Montana kept asking for more money, and Kraska refused, asking to see receipts that would show he had spent $800 toward the work. Kraska said he examined those receipts and that they did not equal $800. The sides of the house and several other areas remained unpainted, and Montana quit in November when Kraska wouldn’t give him more money.
Kraska then heard nothing from Montana until one morning in early February when Montana pounded on his door and left a note that demanded the full $2,200 and the threat of a suit.
On Feb. 10, Kraska backed his silver Mercedes out of his garage around 3:30 p.m. and noticed Montana had parked his white van near the house, partly blocking the driveway. Montana walked up to him and said, “You should have paid me the $2,200.”
Montana fired at the back of the car, then shooting the hood several times, Kraska said. “When I see the shots go through the hood,” he said,” I realized I was in terrible danger. He then pointed the gun at me. I heard gunshots, glass and complete chaos.” Kraska then got outside the car, thinking the shots were aimed at the vehicle.

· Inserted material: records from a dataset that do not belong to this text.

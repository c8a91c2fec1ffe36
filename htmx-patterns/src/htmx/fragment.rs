//! Fragment selection for htmx requests.
//!
//! A view always produces the full page as a deferred [`TemplateResponse`].
//! [`ForHtmx`] wraps the route and, when the request comes from htmx, either
//! swaps in a different template or renders only some named blocks of the
//! page template. Everything else passes through untouched.
//!
//! ```rust,ignore
//! let paging = ForHtmx::blocks(["page_and_paging_controls"])
//!     .wraps(get(paging_with_inline_partials_improved), templates.clone());
//!
//! let actions = ForHtmx::block_from_request()
//!     .wraps(get(multiple_actions).post(multiple_actions), templates.clone());
//! ```

use axum::{
    body::{Body, Bytes, HttpBody},
    extract::{Request, State},
    http::Method,
    middleware::{from_fn_with_state, Next},
    response::{IntoResponse, Response},
    routing::MethodRouter,
};
use axum_htmx::{
    VaryHxRequest, VaryHxTarget, HX_TRIGGER, HX_TRIGGER_AFTER_SETTLE, HX_TRIGGER_AFTER_SWAP,
};
use std::sync::Arc;

use super::classifier::HtmxRequest;
use crate::error::{Error, Result};
use crate::templates::{Templates, ViewResponse};

/// Query/body parameter naming the blocks to render
pub const USE_BLOCK_PARAM: &str = "use_block";

/// Largest form body read for `use_block` unless [`ForHtmx::body_limit`] says otherwise
pub const DEFAULT_BODY_LIMIT: usize = 2 * 1024 * 1024;

/// What to render for an htmx request.
#[derive(Debug, Clone, PartialEq, Eq)]
pub enum FragmentMode {
    /// Render this template instead, with the same context
    WholeTemplate(String),
    /// Render these blocks of the page template, concatenated in order
    NamedBlocks(Vec<String>),
    /// Render the blocks named by the `use_block` request parameter
    BlockFromRequest,
}

/// Misconfiguration detected while building a [`ForHtmx`].
#[derive(Debug, Clone, PartialEq, Eq, thiserror::Error)]
pub enum FragmentConfigError {
    #[error("one of template, blocks or block_from_request must be set")]
    NoMode,

    #[error("only one of template, blocks or block_from_request may be set")]
    ConflictingModes,
}

/// Fragment selection applied to a response it cannot modify.
#[derive(Debug, Clone, PartialEq, Eq, thiserror::Error)]
pub enum FragmentError {
    /// The view returned a finalized response instead of a deferred template
    /// render. A render that already happened is finalized too.
    #[error("cannot modify a response that is not a deferred template render")]
    NotDeferred,
}

/// Fragment selector configuration.
#[derive(Debug, Clone, PartialEq, Eq)]
pub struct ForHtmx {
    mode: FragmentMode,
    if_hx_target: Option<String>,
    body_limit: usize,
}

impl ForHtmx {
    /// Replace the template for htmx requests.
    pub fn template(name: impl Into<String>) -> Self {
        Self::with_mode(FragmentMode::WholeTemplate(name.into()))
    }

    /// Render only `names` for htmx requests. An empty list renders an empty body.
    pub fn blocks<I, S>(names: I) -> Self
    where
        I: IntoIterator<Item = S>,
        S: Into<String>,
    {
        Self::with_mode(FragmentMode::NamedBlocks(
            names.into_iter().map(Into::into).collect(),
        ))
    }

    /// Render the blocks the client asks for with `use_block`.
    pub fn block_from_request() -> Self {
        Self::with_mode(FragmentMode::BlockFromRequest)
    }

    fn with_mode(mode: FragmentMode) -> Self {
        Self {
            mode,
            if_hx_target: None,
            body_limit: DEFAULT_BODY_LIMIT,
        }
    }

    /// Only act when `HX-Target` equals `target`.
    #[must_use]
    pub fn if_hx_target(mut self, target: impl Into<String>) -> Self {
        self.if_hx_target = Some(target.into());
        self
    }

    /// Cap on the request body read to find `use_block`.
    #[must_use]
    pub fn body_limit(mut self, bytes: usize) -> Self {
        self.body_limit = bytes;
        self
    }

    pub fn builder() -> ForHtmxBuilder {
        ForHtmxBuilder::default()
    }

    pub fn mode(&self) -> &FragmentMode {
        &self.mode
    }

    pub fn target_filter(&self) -> Option<&str> {
        self.if_hx_target.as_deref()
    }

    /// Decide what to send back for a view's result.
    pub fn apply(
        &self,
        hx: &HtmxRequest,
        params: &RequestParams,
        response: ViewResponse,
        templates: &Templates,
    ) -> Result<ViewResponse> {
        if !hx.is_htmx() {
            return Ok(response);
        }

        if let Some(expected) = &self.if_hx_target {
            if hx.target() != Some(expected.as_str()) {
                tracing::debug!(expected = %expected, actual = ?hx.target(), "HX-Target differs, passing through");
                return Ok(response);
            }
        }

        if let ViewResponse::Response(r) = &response {
            if is_event_only(r) {
                return Ok(response);
            }
        }

        let blocks = match &self.mode {
            FragmentMode::WholeTemplate(name) => {
                let ViewResponse::Template(mut template) = response else {
                    return Err(FragmentError::NotDeferred.into());
                };
                tracing::debug!(from = %template.template_name(), to = %name, "Swapping template for htmx");
                template.set_template_name(name.clone());
                return Ok(ViewResponse::Template(template));
            }
            FragmentMode::NamedBlocks(blocks) => blocks.clone(),
            FragmentMode::BlockFromRequest => {
                let requested = params.use_block_values();
                if requested.is_empty() {
                    if params.is_mutating() {
                        return Err(Error::BadRequest(format!(
                            "{USE_BLOCK_PARAM} is required for {} htmx requests",
                            params.method
                        )));
                    }
                    return Ok(response);
                }
                requested
            }
        };

        let ViewResponse::Template(template) = response else {
            return Err(FragmentError::NotDeferred.into());
        };
        tracing::debug!(template = %template.template_name(), blocks = ?blocks, "Rendering blocks for htmx");
        Ok(ViewResponse::Response(template.render_blocks(templates, &blocks)?))
    }

    /// Wrap a route so its responses go through [`ForHtmx::apply`].
    ///
    /// Adds `Vary: HX-Request` (and `HX-Target` when a target filter is set)
    /// since the same URL serves different bodies.
    pub fn wraps<S>(self, route: MethodRouter<S>, templates: Templates) -> MethodRouter<S>
    where
        S: Clone + Send + Sync + 'static,
    {
        let state = Arc::new(FragmentLayer {
            config: self,
            templates,
        });
        route.layer(from_fn_with_state(state, select_fragment))
    }
}

/// Builder taking each knob separately; [`ForHtmxBuilder::build`] checks
/// that exactly one mode was chosen.
#[derive(Debug, Clone, Default)]
pub struct ForHtmxBuilder {
    template: Option<String>,
    blocks: Option<Vec<String>>,
    block_from_request: bool,
    if_hx_target: Option<String>,
}

impl ForHtmxBuilder {
    #[must_use]
    pub fn template(mut self, name: impl Into<String>) -> Self {
        self.template = Some(name.into());
        self
    }

    #[must_use]
    pub fn blocks<I, S>(mut self, names: I) -> Self
    where
        I: IntoIterator<Item = S>,
        S: Into<String>,
    {
        self.blocks = Some(names.into_iter().map(Into::into).collect());
        self
    }

    #[must_use]
    pub fn block_from_request(mut self, enabled: bool) -> Self {
        self.block_from_request = enabled;
        self
    }

    #[must_use]
    pub fn if_hx_target(mut self, target: impl Into<String>) -> Self {
        self.if_hx_target = Some(target.into());
        self
    }

    pub fn build(self) -> std::result::Result<ForHtmx, FragmentConfigError> {
        let blocks = self.blocks.filter(|b| !b.is_empty());
        let chosen = usize::from(self.template.is_some())
            + usize::from(blocks.is_some())
            + usize::from(self.block_from_request);

        let mode = match (chosen, self.template, blocks) {
            (0, _, _) => return Err(FragmentConfigError::NoMode),
            (1, Some(template), _) => FragmentMode::WholeTemplate(template),
            (1, _, Some(blocks)) => FragmentMode::NamedBlocks(blocks),
            (1, _, _) => FragmentMode::BlockFromRequest,
            _ => return Err(FragmentConfigError::ConflictingModes),
        };

        Ok(ForHtmx {
            mode,
            if_hx_target: self.if_hx_target,
            body_limit: DEFAULT_BODY_LIMIT,
        })
    }
}

/// The parts of a request that block selection looks at.
#[derive(Debug, Clone)]
pub struct RequestParams {
    pub method: Method,
    pub query: Option<String>,
    /// urlencoded body, when it was read
    pub body: Option<Bytes>,
}

impl RequestParams {
    pub fn new(method: Method, query: Option<&str>, body: Option<Bytes>) -> Self {
        Self {
            method,
            query: query.map(str::to_string),
            body,
        }
    }

    /// POST, PUT, PATCH and DELETE
    pub fn is_mutating(&self) -> bool {
        is_mutating(&self.method)
    }

    /// `use_block` values from the query string, or from the body on
    /// mutating requests when the query has none. Order is preserved.
    pub fn use_block_values(&self) -> Vec<String> {
        let from_query = self
            .query
            .as_deref()
            .map(|q| values_named(q, USE_BLOCK_PARAM))
            .unwrap_or_default();
        if !from_query.is_empty() || !self.is_mutating() {
            return from_query;
        }

        self.body
            .as_ref()
            .and_then(|b| std::str::from_utf8(b).ok())
            .map(|b| values_named(b, USE_BLOCK_PARAM))
            .unwrap_or_default()
    }
}

fn is_mutating(method: &Method) -> bool {
    matches!(
        *method,
        Method::POST | Method::PUT | Method::PATCH | Method::DELETE
    )
}

fn values_named(encoded: &str, name: &str) -> Vec<String> {
    serde_urlencoded::from_str::<Vec<(String, String)>>(encoded)
        .unwrap_or_default()
        .into_iter()
        .filter(|(key, _)| key == name)
        .map(|(_, value)| value)
        .collect()
}

/// Empty body plus an htmx event header: the view only wants to fire
/// client-side events.
fn is_event_only(response: &Response) -> bool {
    let headers = response.headers();
    let has_event = headers.contains_key(HX_TRIGGER)
        || headers.contains_key(HX_TRIGGER_AFTER_SETTLE)
        || headers.contains_key(HX_TRIGGER_AFTER_SWAP);
    has_event && response.body().size_hint().exact() == Some(0)
}

struct FragmentLayer {
    config: ForHtmx,
    templates: Templates,
}

async fn select_fragment(
    State(layer): State<Arc<FragmentLayer>>,
    request: Request,
    next: Next,
) -> Response {
    let hx = HtmxRequest::from_headers(request.headers());
    let method = request.method().clone();
    let query = request.uri().query().map(str::to_string);

    let needs_body = hx.is_htmx()
        && layer.config.mode == FragmentMode::BlockFromRequest
        && is_mutating(&method);

    // Block names may live in the form body, which the view also needs.
    let (request, body) = if needs_body {
        let (parts, body) = request.into_parts();
        let limit = layer.config.body_limit;
        if body.size_hint().lower() > limit as u64 {
            return Error::PayloadTooLarge(format!("Request body exceeds {limit} bytes"))
                .into_response();
        }
        let bytes = match axum::body::to_bytes(body, limit).await {
            Ok(bytes) => bytes,
            Err(e) => {
                return Error::BadRequest(format!("Could not read request body: {e}"))
                    .into_response()
            }
        };
        (
            Request::from_parts(parts, Body::from(bytes.clone())),
            Some(bytes),
        )
    } else {
        (request, None)
    };

    let params = RequestParams {
        method,
        query,
        body,
    };

    let response = next.run(request).await;
    let response = match layer
        .config
        .apply(&hx, &params, ViewResponse::from(response), &layer.templates)
    {
        Ok(view) => view.into_response(),
        Err(e) => e.into_response(),
    };

    if layer.config.if_hx_target.is_some() {
        (VaryHxRequest, VaryHxTarget, response).into_response()
    } else {
        (VaryHxRequest, response).into_response()
    }
}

Once outside, Kraska noticed he was bleeding and had holes in his clothes. “You shot me,” said Kraska, adding that he then “dove back into my car.” The shots stopped, and he saw Montana’s van drive away.
“I had multiple holes in me; I was bleeding badly,” said Kraska. He said he then reached for his cell phone in his rear pocket but discovered a bullet had destroyed it.
Kraska testified he crawled 50 to 60 feet away and that an off-duty police sergeant and a neighbor administered first aid. Kraska said he replied “Mike Montana” when the officer asked him who shot him.
Montana’s attorney, Richard Jayakumar, urged the judge not to order his client to stand trial for the premeditation allegation, saying “the shots are all over the vehicle” and were not fired at Kraska.
Deputy District Attorney Rebecca Zipp said Montana carried a firearm to a painting job and blocked Kraska’s car to prevent him from escaping. That shows premeditation, said Zipp.
Smyth said Montana fired 11 shots and that that shows intent to kill. “He was essentially hunting Mr. Kraska,” said Smyth. Smyth will be the trial judge in the case.
Montana pleaded not guilty at the end of the hearing. He remains in the George Bailey Detention Facility on $750,000 bail.